Palembang, Sumselupdate.com – Kejaksaan Tinggi (Kejati) Sumatera Selatan resmi menyerahkan dua tersangka beserta barang bukti (Tahap II) dalam perkara dugaan gratifikasi dan suap proyek Pengembangan Jaringan Irigasi Ataran Air Lemutu di Kecamatan Tanjung Agung, Kabupaten Muaraenim.
Proses Tahap II dilaksanakan oleh Tim Jaksa Penuntut Umum (JPU) Kejati Sumsel pada Senin (15/6/2026) sebagai tindak lanjut penyidikan kasus dugaan korupsi yang menyeret seorang anggota DPRD aktif Kabupaten Muaraenim.

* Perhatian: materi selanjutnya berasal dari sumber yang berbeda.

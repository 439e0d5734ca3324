mod kabum;
mod pichau;
mod terabyte;

use std::collections::HashSet;

use scraper::{ElementRef, Html, Selector};
use url::Url;

use crate::catalog::types::{AttrValue, Part};
use crate::ingest::parse_price_brl;

use super::infer_category;

/// Trait for store-specific listing markup. Each adapter knows which hosts
/// it serves and which selectors find a product card, its name, and its
/// price on that store's category pages.
pub trait StoreAdapter: Send + Sync {
    /// Canonical store name (lowercase), recorded as provenance on every
    /// imported part.
    fn store_name(&self) -> &str;

    /// Host names this adapter handles (matched by substring on the URL
    /// host).
    fn hosts(&self) -> &[&str];

    /// CSS selector matching one product card.
    fn card_selector(&self) -> &str;

    /// Optional CSS selector for the product name within a card. When
    /// absent, the card's text is used.
    fn name_selector(&self) -> Option<&str> {
        None
    }

    /// CSS selectors probed, in order, for the price element within a card.
    fn price_selectors(&self) -> &[&str];

    /// Fallback id prefix for cards without a usable link.
    fn id_prefix(&self) -> &str;
}

/// Return instances of all registered store adapters.
pub fn all_adapters() -> Vec<Box<dyn StoreAdapter>> {
    vec![
        Box::new(kabum::Kabum),
        Box::new(pichau::Pichau),
        Box::new(terabyte::Terabyte),
    ]
}

/// Find the adapter for a listing URL by its host.
/// Returns None for hosts no adapter claims.
pub fn adapter_for_url(url: &str) -> Option<Box<dyn StoreAdapter>> {
    let host = Url::parse(url).ok()?.host_str()?.to_lowercase();
    all_adapters()
        .into_iter()
        .find(|adapter| adapter.hosts().iter().any(|h| host.contains(h)))
}

/// Parse a listing page into a bounded batch of parts.
///
/// Cards without any readable name are skipped; ids derive from the product
/// link (last path segment) and duplicates keep the first occurrence. Every
/// part carries `source` and, when a link exists, `link` provenance
/// attributes.
pub fn parse_listing(
    adapter: &dyn StoreAdapter,
    html: &str,
    limit: usize,
) -> Result<Vec<Part>, String> {
    let document = Html::parse_document(html);
    let card_selector = Selector::parse(adapter.card_selector())
        .map_err(|e| format!("Bad card selector for {}: {}", adapter.store_name(), e))?;
    let link_selector =
        Selector::parse("a[href]").map_err(|e| format!("Bad link selector: {}", e))?;
    let name_selector = adapter
        .name_selector()
        .map(Selector::parse)
        .transpose()
        .map_err(|e| format!("Bad name selector for {}: {}", adapter.store_name(), e))?;
    let price_selectors: Vec<Selector> = adapter
        .price_selectors()
        .iter()
        .filter_map(|s| Selector::parse(s).ok())
        .collect();

    let mut seen = HashSet::new();
    let mut parts = Vec::new();

    for card in document.select(&card_selector) {
        let href = if card.value().name() == "a" {
            card.value().attr("href")
        } else {
            card.select(&link_selector)
                .next()
                .and_then(|a| a.value().attr("href"))
        };

        let name = name_selector
            .as_ref()
            .and_then(|selector| card.select(selector).next())
            .map(element_text)
            .filter(|text| !text.is_empty())
            .unwrap_or_else(|| element_text(card));
        let name: String = name.chars().take(200).collect();
        if name.is_empty() {
            continue;
        }

        let price = price_selectors
            .iter()
            .find_map(|selector| card.select(selector).next())
            .map(|element| parse_price_brl(&element_text(element)))
            .unwrap_or(0.0);

        let id = href
            .and_then(|h| h.trim_end_matches('/').rsplit('/').next())
            .filter(|tail| !tail.is_empty())
            .map(str::to_string)
            .unwrap_or_else(|| format!("{}_{}", adapter.id_prefix(), parts.len()));
        if !seen.insert(id.clone()) {
            continue;
        }

        let mut part = Part::new(id, infer_category(&name), name, price)
            .with_attribute("source", AttrValue::Text(adapter.store_name().to_string()));
        if let Some(href) = href {
            part = part.with_attribute("link", AttrValue::Text(href.to_string()));
        }
        parts.push(part);

        if parts.len() >= limit {
            break;
        }
    }

    Ok(parts)
}

/// Element text with whitespace collapsed.
fn element_text(element: ElementRef) -> String {
    element
        .text()
        .collect::<Vec<_>>()
        .join(" ")
        .split_whitespace()
        .collect::<Vec<_>>()
        .join(" ")
}
//! Structured (JSON) catalog ingestion.
//!
//! Accepts either a top-level sequence of records or an object with a
//! `parts` field. Records may use English or Portuguese field names; prices
//! may be numeric or comma-decimal strings.

use std::fs;
use std::path::Path;

use anyhow::{Context, Result};
use serde::Deserialize;
use serde_json::Value;

use crate::catalog::types::{AttrValue, Attributes, Part};

use super::price::parse_price_brl;

#[derive(Debug, Deserialize)]
struct RawRecord {
    #[serde(default)]
    id: Option<Value>,
    #[serde(default, alias = "categoria")]
    category: Option<String>,
    #[serde(default, alias = "nome")]
    name: Option<String>,
    #[serde(default, alias = "preco")]
    price: Option<Value>,
    #[serde(default, alias = "atributos")]
    attributes: Option<serde_json::Map<String, Value>>,
}

#[derive(Debug, Deserialize)]
#[serde(untagged)]
enum CatalogDocument {
    Wrapped { parts: Vec<RawRecord> },
    Bare(Vec<RawRecord>),
}

/// Load a catalog batch from a JSON file.
pub fn load_json_catalog(path: &Path) -> Result<Vec<Part>> {
    let content = fs::read_to_string(path)
        .with_context(|| format!("reading catalog file {}", path.display()))?;
    parse_catalog_str(&content)
}

/// Parse catalog JSON already in memory.
pub fn parse_catalog_str(content: &str) -> Result<Vec<Part>> {
    let document: CatalogDocument =
        serde_json::from_str(content).context("parsing catalog JSON")?;
    let records = match document {
        CatalogDocument::Wrapped { parts } => parts,
        CatalogDocument::Bare(records) => records,
    };
    Ok(records.into_iter().map(part_from_record).collect())
}

/// Keep the scalar entries of a JSON object as attributes.
pub(crate) fn json_attributes(map: serde_json::Map<String, Value>) -> Attributes {
    map.into_iter()
        .filter_map(|(key, value)| AttrValue::from_json(&value).map(|attr| (key, attr)))
        .collect()
}

fn part_from_record(record: RawRecord) -> Part {
    let id = match record.id {
        Some(Value::String(s)) => s,
        Some(Value::Number(n)) => n.to_string(),
        _ => String::new(),
    };
    let price = match record.price {
        Some(Value::Number(n)) => n.as_f64().unwrap_or(0.0),
        Some(Value::String(s)) => parse_price_brl(&s),
        _ => 0.0,
    };

    Part {
        id,
        category: record.category.unwrap_or_else(|| "Unknown".to_string()),
        name: record.name.unwrap_or_default(),
        price: price.max(0.0),
        attributes: record.attributes.map(json_attributes).unwrap_or_default(),
    }
}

Kepala Seksi Penerangan Hukum (Kasi Penkum) Kejati Sumsel, Iwan Setiadi SH MH, mengatakan dua tersangka yang diserahkan kepada Jaksa Penuntut Umum yakni KT, anggota DPRD Kabupaten Muaraenim yang masih aktif, dan RA yang merupakan anak kandungnya.
“Hari ini telah dilaksanakan Tahap II atau penyerahan tersangka dan barang bukti terkait perkara dugaan gratifikasi dan suap pada kegiatan Pengembangan Jaringan Irigasi Ataran Air Lemutu di Kecamatan Tanjung Agung, Kabupaten Muaraenim,” ujar Iwan.

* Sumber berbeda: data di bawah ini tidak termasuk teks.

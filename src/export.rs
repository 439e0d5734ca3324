//! Bill-of-materials export: JSON, CSV, and a markdown build guide.

use std::fs;
use std::path::Path;

use tracing::info;

use crate::engine::{Bom, BuildEngine};

/// Serialize a BOM as pretty JSON, category keys in order.
pub fn bom_to_json(bom: &Bom) -> Result<String, String> {
    serde_json::to_string_pretty(bom).map_err(|e| format!("Failed to serialize BOM: {}", e))
}

/// Write the selection's BOM to `path` as JSON.
pub fn export_bom_json(build: &BuildEngine, path: &Path) -> Result<(), String> {
    let json = bom_to_json(&build.bom())?;
    fs::write(path, json).map_err(|e| format!("Failed to write '{}': {}", path.display(), e))?;
    info!("Exported BOM JSON to {}", path.display());
    Ok(())
}

/// Write the selection's BOM to `path` as CSV.
/// Columns, in order: category, id, name, price, attributes. The attributes
/// column is one JSON-encoded object per row.
pub fn export_bom_csv(build: &BuildEngine, path: &Path) -> Result<(), String> {
    let mut writer = csv::Writer::from_path(path)
        .map_err(|e| format!("Failed to open '{}': {}", path.display(), e))?;

    writer
        .write_record(["category", "id", "name", "price", "attributes"])
        .map_err(|e| format!("Failed to write CSV header: {}", e))?;

    for (category, part) in build.selection() {
        let attributes = serde_json::to_string(&part.attributes)
            .map_err(|e| format!("Failed to serialize attributes: {}", e))?;
        let price = format!("{:.2}", part.price);
        writer
            .write_record([
                category,
                part.id.as_str(),
                part.name.as_str(),
                price.as_str(),
                attributes.as_str(),
            ])
            .map_err(|e| format!("Failed to write CSV row: {}", e))?;
    }

    writer
        .flush()
        .map_err(|e| format!("Failed to flush '{}': {}", path.display(), e))?;
    info!("Exported BOM CSV to {}", path.display());
    Ok(())
}

/// Write a markdown build guide: the parts list with prices, then the full
/// assembly-step sequence.
pub fn export_build_guide(build: &BuildEngine, path: &Path) -> Result<(), String> {
    let mut doc = String::from("# Build Guide\n\n## Parts\n\n");
    for (category, part) in build.selection() {
        doc.push_str(&format!(
            "* {}: {} (R$ {:.2})\n",
            category, part.name, part.price
        ));
    }
    doc.push_str(&format!("\nTotal: R$ {:.2}\n\n## Step by step\n\n", build.total_price()));
    for step in build.assembly_steps() {
        doc.push_str(&step);
        doc.push('\n');
    }

    fs::write(path, doc).map_err(|e| format!("Failed to write '{}': {}", path.display(), e))?;
    info!("Exported build guide to {}", path.display());
    Ok(())
}
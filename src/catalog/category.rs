//! Canonical category normalization.
//!
//! Source data labels the same slot many ways ("Fonte", "PSU", "Power
//! Supply"). Every label is folded into one canonical name through a single
//! static lookup table, consulted once per catalog insertion. Unknown labels
//! pass through trimmed but otherwise untouched.

use std::collections::HashMap;
use std::sync::LazyLock;

/// The slot names the build engine knows about.
pub const CANONICAL_CATEGORIES: [&str; 8] = [
    "CPU",
    "Motherboard",
    "RAM",
    "GPU",
    "Case",
    "PSU",
    "Cooler",
    "Storage",
];

/// Exact-match synonyms, keyed by lowercase label.
static CATEGORY_ALIASES: LazyLock<HashMap<&'static str, &'static str>> = LazyLock::new(|| {
    HashMap::from([
        ("motherboard", "Motherboard"),
        ("mainboard", "Motherboard"),
        ("placa-mãe", "Motherboard"),
        ("gpu", "GPU"),
        ("video card", "GPU"),
        ("placa de vídeo", "GPU"),
        ("cpu", "CPU"),
        ("processor", "CPU"),
        ("processador", "CPU"),
        ("ram", "RAM"),
        ("memory", "RAM"),
        ("memória", "RAM"),
        ("psu", "PSU"),
        ("power supply", "PSU"),
        ("fonte", "PSU"),
        ("case", "Case"),
        ("gabinete", "Case"),
        ("ssd", "Storage"),
        ("hdd", "Storage"),
        ("storage", "Storage"),
        ("armazenamento", "Storage"),
        ("cooler", "Cooler"),
        ("aio", "Cooler"),
        ("resfriamento", "Cooler"),
    ])
});

/// Labels containing any of these are motherboards even when the full label
/// is something like "Placa-mãe ATX LGA1700".
const BOARD_TERMS: [&str; 3] = ["motherboard", "mainboard", "placa-mãe"];

/// Fold a free-text category label into its canonical form.
/// Case-insensitive; surrounding whitespace is ignored. Idempotent over the
/// canonical set.
pub fn normalize_category(label: &str) -> String {
    let trimmed = label.trim();
    let lower = trimmed.to_lowercase();

    if let Some(canonical) = CATEGORY_ALIASES.get(lower.as_str()) {
        return (*canonical).to_string();
    }
    if BOARD_TERMS.iter().any(|term| lower.contains(term)) {
        return "Motherboard".to_string();
    }
    trimmed.to_string()
}
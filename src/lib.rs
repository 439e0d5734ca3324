pub mod catalog;
pub mod engine;
mod error;
pub mod export;
pub mod history;
pub mod ingest;
pub mod scraper;
pub mod session;

pub use catalog::types::{AttrValue, Attributes, Part};
pub use catalog::Catalog;
pub use engine::{Bom, BomEntry, BuildEngine, PowerEstimate};
pub use error::PcxError;
pub use history::{BuildHistory, BuildRecord};
pub use session::Session;

/// Install the default tracing subscriber, honoring `RUST_LOG`.
pub fn init_tracing() {
    tracing_subscriber::fmt()
        .with_env_filter(
            tracing_subscriber::EnvFilter::try_from_default_env()
                .unwrap_or_else(|_| tracing_subscriber::EnvFilter::new("info")),
        )
        .init();
}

Menurut Iwan, perkara tersebut berkaitan dengan dugaan penerimaan uang sekitar Rp1,6 miliar yang diduga berasal dari pengusaha atau rekanan proyek terkait proses pencairan uang muka kegiatan pembangunan jaringan irigasi.
Setelah proses Tahap II selesai dilaksanakan, kedua tersangka langsung menjalani penahanan untuk kepentingan penuntutan.
“Kedua tersangka ditahan selama 20 hari ke depan, terhitung sejak 15 Juni 2026 hingga 4 Juli 2026 di Rumah Tahanan Negara Kelas IA Palembang,” jelasnya.
Selanjutnya, Jaksa Penuntut Umum Kejaksaan Negeri Muaraenim akan segera melimpahkan berkas perkara beserta barang bukti ke Pengadilan Tindak Pidana Korupsi (Tipikor) pada Pengadilan Negeri Palembang Kelas IA Khusus.
“Setelah Tahap II ini, Jaksa Penuntut Umum Kejaksaan Negeri Muaraenim akan segera melimpahkan berkas perkara dan barang bukti ke Pengadilan Tipikor Palembang untuk menjalani proses persidangan,” tegas Iwan.
Kejati Sumsel memastikan penanganan perkara dugaan gratifikasi dan suap proyek irigasi tersebut akan terus dikawal hingga proses persidangan guna memberikan kepastian hukum dan mendukung upaya pemberantasan tindak pidana korupsi di Sumatera Selatan.